Fats, oils and sugars

 

This group contains butter, margarine, cooking oils, cream, salad dressings, chocolate, crisps, sugary soft drinks, sweets, jam, cakes, pudding, biscuits and pastries. These foods give us a lot of energy (calories) but not many nutrients. Junk foods are often high in fat, sugar and salt. It’s important not to have too many foods from this group too often.

Some fat in our diet is essential but not too much to have it. Plant-based oils like vegetable, rapeseed and olive oil are rich in unsaturated fat, so they can help lower cholesterol and reduce the risk of heart disease.

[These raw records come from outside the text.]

const SCHEMA_SQL: &str = r#"
CREATE TABLE IF NOT EXISTS projects (
    id BIGSERIAL PRIMARY KEY,
    name TEXT NOT NULL UNIQUE
);
CREATE TABLE IF NOT EXISTS plate_types (
    id BIGSERIAL PRIMARY KEY,
    model_name TEXT NOT NULL UNIQUE,
    manufacturer TEXT NOT NULL,
    brand TEXT NOT NULL,
    num_wells INTEGER NOT NULL
);
CREATE TABLE IF NOT EXISTS wells (
    id BIGSERIAL PRIMARY KEY,
    plate_type_id BIGINT NOT NULL REFERENCES plate_types(id) ON DELETE CASCADE,
    name TEXT NOT NULL,
    UNIQUE (plate_type_id, name)
);
CREATE TABLE IF NOT EXISTS plates (
    id BIGSERIAL PRIMARY KEY,
    plate_type_id BIGINT NOT NULL REFERENCES plate_types(id) ON DELETE CASCADE,
    barcode TEXT NOT NULL UNIQUE
);
CREATE TABLE IF NOT EXISTS microscopes (
    id BIGSERIAL PRIMARY KEY,
    name TEXT NOT NULL UNIQUE
);
CREATE TABLE IF NOT EXISTS objectives (
    id BIGSERIAL PRIMARY KEY,
    name TEXT NOT NULL UNIQUE
);
CREATE TABLE IF NOT EXISTS channels (
    id BIGSERIAL PRIMARY KEY,
    name TEXT NOT NULL UNIQUE,
    is_fluorescence BOOLEAN NOT NULL,
    fluorescence_wavelength_nm INTEGER,
    is_brightfield BOOLEAN NOT NULL,
    brightfield_type TEXT
);
CREATE TABLE IF NOT EXISTS experiments (
    id BIGSERIAL PRIMARY KEY,
    project_id BIGINT NOT NULL REFERENCES projects(id) ON DELETE CASCADE,
    name TEXT NOT NULL,
    description TEXT,
    plate_id BIGINT NOT NULL REFERENCES plates(id) ON DELETE CASCADE,
    microscope_id BIGINT NOT NULL REFERENCES microscopes(id) ON DELETE CASCADE,
    objective_id BIGINT NOT NULL REFERENCES objectives(id) ON DELETE CASCADE,
    count_x INTEGER NOT NULL,
    count_y INTEGER NOT NULL,
    count_z INTEGER NOT NULL,
    count_t INTEGER NOT NULL,
    delta_x_mm DOUBLE PRECISION NOT NULL,
    delta_y_mm DOUBLE PRECISION NOT NULL,
    delta_z_um DOUBLE PRECISION NOT NULL,
    delta_t_h DOUBLE PRECISION NOT NULL,
    UNIQUE (project_id, name)
);
CREATE TABLE IF NOT EXISTS experiment_wells (
    id BIGSERIAL PRIMARY KEY,
    experiment_id BIGINT NOT NULL REFERENCES experiments(id) ON DELETE CASCADE,
    well_id BIGINT NOT NULL REFERENCES wells(id) ON DELETE CASCADE,
    cell_line TEXT
);
CREATE TABLE IF NOT EXISTS sites (
    id BIGSERIAL PRIMARY KEY,
    experiment_well_id BIGINT NOT NULL REFERENCES experiment_wells(id) ON DELETE CASCADE,
    site_index BIGINT NOT NULL,
    site_x BIGINT NOT NULL,
    site_y BIGINT NOT NULL,
    site_z BIGINT NOT NULL,
    site_t BIGINT NOT NULL,
    UNIQUE (experiment_well_id, site_index)
);
CREATE TABLE IF NOT EXISTS experiment_channels (
    id BIGSERIAL PRIMARY KEY,
    experiment_id BIGINT NOT NULL REFERENCES experiments(id) ON DELETE CASCADE,
    channel_id BIGINT NOT NULL REFERENCES channels(id) ON DELETE CASCADE,
    imaging_order_index INTEGER NOT NULL,
    exposure_time_ms DOUBLE PRECISION NOT NULL,
    analog_gain DOUBLE PRECISION NOT NULL,
    illumination_strength DOUBLE PRECISION NOT NULL
);
CREATE TABLE IF NOT EXISTS images (
    id BIGSERIAL PRIMARY KEY,
    plate_id BIGINT NOT NULL REFERENCES plates(id) ON DELETE CASCADE,
    storage_path TEXT NOT NULL,
    well_id BIGINT NOT NULL REFERENCES wells(id) ON DELETE CASCADE,
    site_x BIGINT NOT NULL,
    site_y BIGINT NOT NULL,
    site_z BIGINT NOT NULL,
    site_t BIGINT NOT NULL,
    experiment_channel_id BIGINT NOT NULL REFERENCES experiment_channels(id) ON DELETE CASCADE,
    coord_x_mm DOUBLE PRECISION,
    coord_y_mm DOUBLE PRECISION,
    coord_z_um DOUBLE PRECISION,
    coord_t TIMESTAMP
);
CREATE TABLE IF NOT EXISTS processing_batches (
    id BIGSERIAL PRIMARY KEY,
    experiment_id BIGINT NOT NULL REFERENCES experiments(id) ON DELETE CASCADE,
    batch_id BIGINT NOT NULL,
    status TEXT NOT NULL,
    started_at TIMESTAMP,
    ended_at TIMESTAMP,
    created_at TIMESTAMP NOT NULL DEFAULT NOW(),
    UNIQUE (experiment_id, batch_id)
);
CREATE TABLE IF NOT EXISTS batch_sites (
    id BIGSERIAL PRIMARY KEY,
    processing_batch_id BIGINT NOT NULL REFERENCES processing_batches(id) ON DELETE CASCADE,
    site_id BIGINT NOT NULL REFERENCES sites(id) ON DELETE CASCADE
);
CREATE TABLE IF NOT EXISTS result_files (
    id BIGSERIAL PRIMARY KEY,
    processing_batch_id BIGINT NOT NULL REFERENCES processing_batches(id) ON DELETE CASCADE,
    storage_path TEXT NOT NULL,
    filename TEXT NOT NULL
);
"#;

One portion of Fats, oils and sugars is:

  • 1 portion pack of reduced-fat or light spread for 2 slices of bread
  • 1 teaspoon of rapeseed, olive, canola, sunflower or corn oil per person when cooking
  • Half a bar of chocolate.
  • 1 bag of lower-fat crisps
  • 1 small cup cake (without icing)
  • 1 plain mini muffin
  • 2 plain biscuits or 1 chocolate biscuit
  • 1 scoop of vanilla ice-cream
  • 5-6 chips

What type of food should I eat?

  • Choose vegetable oils instead of butter, and oil-based sauces and dips instead of ones with butter, cream, or cheese.
  • Drink plain water instead of sugary drinks.
  • When cooking and preparing foods, limit the amount of salt and high-sodium condiments (e.g. soy sauce and fish sauce)
  • Avoid foods (e.g. snacks), that are high in salt and sugars
  • Limit intake of soft drinks or soda and other drinks that are high in sugars (e.g. fruit juices, cordials and syrups, flavoured milks and yogurt drinks)
  • Choose fresh fruits instead of sweet snacks such as cookies, cakes and chocolate
  • Use unsaturated vegetable oils (e.g. olive, soy, sunflower or corn oil) rather than animals fats or oils high in saturated fats (e.g. butter, ghee, lard, coconut and palm oil)
  • Eat only limited amounts of processed meats because these are high in fat and salt

Why should be concern?

People whose diets are high in sodium (including salt) have a greater risk of high blood pressure, which can increase their risk of heart disease and stroke. Similarly, those whose diets are high in sugars have a greater risk of becoming overweight or obese, and an increased risk of tooth decay. People who reduce the amount of sugars in their diet may also reduce their risk of noncommunicable diseases such as heart disease and stroke.